We look for philosophical answers to philosophical problems, but these answers may not match the mood of the question if the aim is to remove a mystery. The sense of drama that attends perplexity usually evaporates upon its resolution. This is a turn-off for those individuals drawn to philosophy for a more adult form of escapism than stories of ghosts, goblins and UFOs. Did alien visitors build the pyramids? No, but computers might be able to think. For some, the works of philosophers such as Hilary Putnam, Richard Rorty and Daniel Dennett are a natural progression from Erik Von Daniken’s Chariots of the Gods. Those who come to philosophy via disillusionment with religion are liable to find themselves even more disappointed. But should they complain that the solutions provided by their new field lack the security of the old – that, for example, without God there is ultimately no sense in morality – then one is entitled to ask how exactly we were supposed to have morality with God.
Another common route into the subject, shared by Wittgenstein and Gottfried Leibniz among others, has been mathematical studies.

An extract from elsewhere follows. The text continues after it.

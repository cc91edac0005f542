pub mod monitor;
pub mod window;

pub use monitor::{OutputInfo, Point, Rect, Topology};
pub use window::{WindowHandle, WindowKind, WindowKinds, WindowSnapshot};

Such a background might prepare one better to accept the peculiar rewards of philosophical research and to share the attitude expressed by the physicist Richard Feynman:
I have a friend who’s an artist, and he has sometimes taken a view which I don’t agree with very well. He’ll hold up a flower and say, ‘Look how beautiful it is,’ and I’ll agree. And he says, ‘You see, I as an artist can see how beautiful this is, but you, as a scientist, take this all apart and it becomes a dull thing.’ And I think he’s kind of nutty. First of all, the beauty that he sees is available to other people and to me, too, I believe, although I might not be quite as refined aesthetically as he is. I can appreciate the beauty of a flower, and at the same time I see much more about the flower than he sees. I could imagine the cells in there, the complicated actions inside which also have a beauty. It’s not just beauty at this dimension of one centimetre: there is also beauty at a smaller dimension, the inner structure…also the processes. The fact that the colours in the flower are evolved in order to attract insects to pollinate it is interesting – it means that insects can see the colour. It adds a question – does this aesthetic sense also exist in the lower forms? Or why is it aesthetic? There are all kinds of interesting questions which a science knowledge only adds to the excitement and mystery and awe of a flower.1
Those who do not share Feynman’s attitude are nostalgic not for the explanatory power of discredited religious answers (for often they had no such power), but for a supposed mystical experience that could reduce them to silence. In engaging the public, modern philosophy’s real problem is not an envy of science, but a hunger for magic.